Borrowing Against Real Estate
If your client borrows against home equity in his or her principal residence or a second home, interest on up to $100,000 of home equity debt can be deductible, regardless of how the money is used.
If instead your client sells the principal residence, he or she may be able to exclude from gross income up to $250,000 ($500,000 for joint filers) of gain thanks to the home-sale exclusion. This exclusion does not apply, however, to gain from the sale of a second home. That gain is generally taxed as capital gain.
Of course, in this real estate market, many clients will not have equity to borrow against. These individuals may need to turn to their retirement plans and life insurance policies as sources of cash.
IRAs and 401(k) Accounts
Conventional financial wisdom says whatever you do, do not touch retirement funds because not only will your client have less money for retirement years, but also those withdrawals can produce a hefty tax bill. However, in this tough economic climate, some people have no choice. If your clients who choose to do this are not at retirement age, you should advise them that in general, distributions made before age 59½ are subject to regular income tax rates plus a ten percent additional tax.
Fortunately, the tax law contains exceptions to the ten percent additional tax, but the exceptions can be complicated and the rules can differ for IRAs and 401(k)s. You will need to do some homework on this, and with a bit of planning you may be able to help clients wipe out the additional tax.
For instance, suppose a client's money is still in a former employer's 401(k) plan and she wants to use an exception that applies to only IRAs. If she makes a withdrawal from the 401(k), she will be out of luck. Instead, you can advise her to take the simple step of rolling the funds over to an IRA and then getting the distribution from that account.
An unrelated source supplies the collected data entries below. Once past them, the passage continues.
//! Script execution for a single source.
//!
//! Each source/stage pair is a standalone executable taking no arguments
//! beyond its environment; exit status is the success signal. stdout and
//! stderr are streamed line-by-line into the log with the source name as
//! a structured field, and a tail of stderr is kept for the outcome.

use std::collections::{HashMap, VecDeque};
use std::path::PathBuf;
use std::process::Stdio;
use std::time::{Duration, Instant};

use tokio::io::{AsyncBufReadExt, BufReader};
use tokio::process::Command;
use tracing::{debug, info, warn};

use quantpipe_core::error::PipelineError;
use quantpipe_core::run::SourceOutcome;

/// Number of trailing stderr lines kept for failure reporting.
const STDERR_TAIL_LINES: usize = 20;

/// Everything needed to execute one source's script for one stage.
#[derive(Debug)]
pub struct ScriptInvocation {
    pub source: String,
    pub interpreter: String,
    /// Resolved script path (scripts root already joined).
    pub script: PathBuf,
    /// Exported to the child as `PYTHONPATH` so shared modules resolve.
    pub scripts_root: PathBuf,
    /// Stage env plus resolved secrets. Values are never logged.
    pub env: HashMap<String, String>,
    /// Env vars removed from the child (secrets belonging to other stages).
    pub env_remove: Vec<String>,
    pub timeout: Duration,
}

/// Execute the script and return its outcome.
///
/// Never returns an error: failures are captured in the outcome so that
/// sibling sources in the same run keep going.
pub async fn execute(invocation: ScriptInvocation) -> SourceOutcome {
    let start = Instant::now();
    let source = invocation.source.clone();

    if !invocation.script.is_file() {
        warn!(
            source = %source,
            script = %invocation.script.display(),
            "script not found"
        );
        return failure(
            &source,
            None,
            start,
            format!("script not found: {}", invocation.script.display()),
        );
    }

    // Log env var names only; values may be secrets.
    let mut env_keys: Vec<&str> = invocation.env.keys().map(String::as_str).collect();
    env_keys.sort_unstable();
    debug!(
        source = %source,
        script = %invocation.script.display(),
        timeout_secs = invocation.timeout.as_secs(),
        env_keys = %env_keys.join(","),
        "executing stage script"
    );

    let mut cmd = Command::new(&invocation.interpreter);
    cmd.arg(&invocation.script)
        .env("PYTHONPATH", &invocation.scripts_root)
        .stdout(Stdio::piped())
        .stderr(Stdio::piped())
        .kill_on_drop(true);
    for name in &invocation.env_remove {
        cmd.env_remove(name);
    }
    for (k, v) in &invocation.env {
        cmd.env(k, v);
    }

    let mut child = match cmd.spawn() {
        Ok(c) => c,
        Err(e) => {
            return failure(
                &source,
                None,
                start,
                format!("failed to spawn '{}': {e}", invocation.interpreter),
            );
        }
    };

    // Stream child output as it arrives; stderr keeps a bounded tail.
    let stdout_task = child.stdout.take().map(|out| {
        let source = source.clone();
        tokio::spawn(async move {
            let mut lines = BufReader::new(out).lines();
            while let Ok(Some(line)) = lines.next_line().await {
                info!(source = %source, "{line}");
            }
        })
    });
    let stderr_task = child.stderr.take().map(|err| {
        let source = source.clone();
        tokio::spawn(async move {
            let mut tail: VecDeque<String> = VecDeque::new();
            let mut lines = BufReader::new(err).lines();
            while let Ok(Some(line)) = lines.next_line().await {
                warn!(source = %source, "{line}");
                if tail.len() == STDERR_TAIL_LINES {
                    tail.pop_front();
                }
                tail.push_back(line);
            }
            tail.into_iter().collect::<Vec<_>>().join("\n")
        })
    });

    let status = match tokio::time::timeout(invocation.timeout, child.wait()).await {
        Ok(Ok(status)) => status,
        Ok(Err(e)) => {
            return failure(&source, None, start, format!("wait error: {e}"));
        }
        Err(_) => {
            warn!(
                source = %source,
                timeout_secs = invocation.timeout.as_secs(),
                "script timed out — killing"
            );
            let _ = child.kill().await;
            return failure(
                &source,
                None,
                start,
                format!("timed out after {}s", invocation.timeout.as_secs()),
            );
        }
    };

    if let Some(task) = stdout_task {
        let _ = task.await;
    }
    let stderr_tail = match stderr_task {
        Some(task) => task.await.unwrap_or_default(),
        None => String::new(),
    };

    let duration_ms = elapsed_ms(start);
    if status.success() {
        info!(source = %source, duration_ms = duration_ms, "script completed");
        SourceOutcome::succeeded(source, duration_ms)
    } else {
        let code = status.code();
        warn!(
            source = %source,
            exit_code = code.unwrap_or(-1),
            duration_ms = duration_ms,
            "script failed"
        );
        let detail = if stderr_tail.is_empty() {
            format!("exited with code {}", code.unwrap_or(-1))
        } else {
            format!("exited with code {}: {}", code.unwrap_or(-1), stderr_tail)
        };
        failure(&source, code, start, detail)
    }
}

/// Build a failed outcome through the [`PipelineError::ScriptExecution`]
/// taxonomy so run-log messages stay uniform.
fn failure(source: &str, exit_code: Option<i32>, start: Instant, detail: String) -> SourceOutcome {
    let err = PipelineError::ScriptExecution {
        script: source.to_string(),
        detail,
    };
    SourceOutcome::failed(source, exit_code, elapsed_ms(start), err.to_string())
}

fn elapsed_ms(start: Instant) -> u64 {
    start.elapsed().as_millis() as u64
}

// ── Tests ────────────────────────────────────────────────────────────

#[cfg(test)]
mod tests {
    use super::*;
    use quantpipe_core::run::RunStatus;
    use std::path::Path;

    fn write_script(dir: &Path, name: &str, body: &str) -> PathBuf {
        let path = dir.join(name);
        std::fs::write(&path, body).unwrap();
        path
    }

    fn invocation(script: PathBuf, root: PathBuf) -> ScriptInvocation {
        ScriptInvocation {
            source: "gcs".to_string(),
            interpreter: "sh".to_string(),
            script,
            scripts_root: root,
            env: HashMap::new(),
            env_remove: Vec::new(),
            timeout: Duration::from_secs(10),
        }
    }

    #[tokio::test]
    async fn test_successful_script() {
        let dir = tempfile::tempdir().unwrap();
        let script = write_script(dir.path(), "ok.sh", "echo hello\n");
        let outcome = execute(invocation(script, dir.path().to_path_buf())).await;
        assert_eq!(outcome.status, RunStatus::Succeeded);
        assert_eq!(outcome.exit_code, Some(0));
        assert!(outcome.error.is_none());
    }

    #[tokio::test]
    async fn test_nonzero_exit_captured() {
        let dir = tempfile::tempdir().unwrap();
        let script = write_script(dir.path(), "fail.sh", "echo boom >&2\nexit 3\n");
        let outcome = execute(invocation(script, dir.path().to_path_buf())).await;
        assert_eq!(outcome.status, RunStatus::Failed);
        assert_eq!(outcome.exit_code, Some(3));
        let detail = outcome.error.unwrap();
        assert!(detail.contains("code 3"), "got: {detail}");
        assert!(detail.contains("boom"), "got: {detail}");
    }

    #[tokio::test]
    async fn test_missing_script_fails_without_spawn() {
        let dir = tempfile::tempdir().unwrap();
        let outcome = execute(invocation(
            dir.path().join("absent.sh"),
            dir.path().to_path_buf(),
        ))
        .await;
        assert_eq!(outcome.status, RunStatus::Failed);
        assert_eq!(outcome.exit_code, None);
        assert!(outcome.error.unwrap().contains("not found"));
    }

    #[tokio::test]
    async fn test_env_and_module_path_injected() {
        let dir = tempfile::tempdir().unwrap();
        let script = write_script(
            dir.path(),
            "env.sh",
            "test \"$GCS_DEVELOPER_KEY\" = \"k1\" || exit 1\n\
             test \"$PYTHONPATH\" = \"$EXPECTED_ROOT\" || exit 2\n",
        );
        let mut inv = invocation(script, dir.path().to_path_buf());
        inv.env
            .insert("GCS_DEVELOPER_KEY".to_string(), "k1".to_string());
        inv.env.insert(
            "EXPECTED_ROOT".to_string(),
            dir.path().to_string_lossy().into_owned(),
        );
        let outcome = execute(inv).await;
        assert_eq!(outcome.status, RunStatus::Succeeded, "{:?}", outcome.error);
    }

    #[tokio::test]
    async fn test_env_remove_strips_foreign_secrets() {
        // SAFETY: test-only, nextest runs each test in its own process
        unsafe {
            std::env::set_var("QP_SCRIPT_TEST_FOREIGN", "leaked");
        }
        let dir = tempfile::tempdir().unwrap();
        let script = write_script(
            dir.path(),
            "noleak.sh",
            "test -z \"$QP_SCRIPT_TEST_FOREIGN\"\n",
        );
        let mut inv = invocation(script, dir.path().to_path_buf());
        inv.env_remove.push("QP_SCRIPT_TEST_FOREIGN".to_string());
        let outcome = execute(inv).await;
        unsafe {
            std::env::remove_var("QP_SCRIPT_TEST_FOREIGN");
        }
        assert_eq!(outcome.status, RunStatus::Succeeded, "{:?}", outcome.error);
    }

    #[tokio::test]
    async fn test_timeout_kills_script() {
        let dir = tempfile::tempdir().unwrap();
        let script = write_script(dir.path(), "slow.sh", "sleep 30\n");
        let mut inv = invocation(script, dir.path().to_path_buf());
        inv.timeout = Duration::from_millis(200);
        let outcome = execute(inv).await;
        assert_eq!(outcome.status, RunStatus::Failed);
        assert!(outcome.error.unwrap().contains("timed out"));
    }

    #[tokio::test]
    async fn test_bad_interpreter_fails() {
        let dir = tempfile::tempdir().unwrap();
        let script = write_script(dir.path(), "ok.sh", "echo hi\n");
        let mut inv = invocation(script, dir.path().to_path_buf());
        inv.interpreter = "quantpipe-no-such-interpreter".to_string();
        let outcome = execute(inv).await;
        assert_eq!(outcome.status, RunStatus::Failed);
        assert!(outcome.error.unwrap().contains("failed to spawn"));
    }
}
Here's a look at some exceptions to the extra tax and how you can avoid common pitfalls to take best advantage of the exceptions:
- Distributions from an IR A or former employer's 401(k) plan that are part of a series of "substantially equal periodic payments" made for your client's expected life (or the joint lives of the client and a beneficiary). Basically, this lets your client start making withdrawals at any age, provided the payments are figured as though he or she were turning the account into a lifetime annuity. Once your client begins making withdrawals in this form, he or she generally cannot change the payment formula until the later of (a) reaching age 59½ or (b) five years. Otherwise, the client is hit with the ten percent additional tax retroactively.
- Distributions from an IRA or 401(k) plan to the extent your medical expenses exceed 7.5% of your adjusted gross income. For planning purposes, advise your clients that they need not itemize their deductions and claim a medical expense deduction for the year, but they must receive the distribution in the same year as the medical care. If they make the withdrawal in 2010 for the cost of surgery that is scheduled for 2011, they will not qualify. Similarly, a distribution taken to pay off loans outstanding from prior-year medical costs does not qualify.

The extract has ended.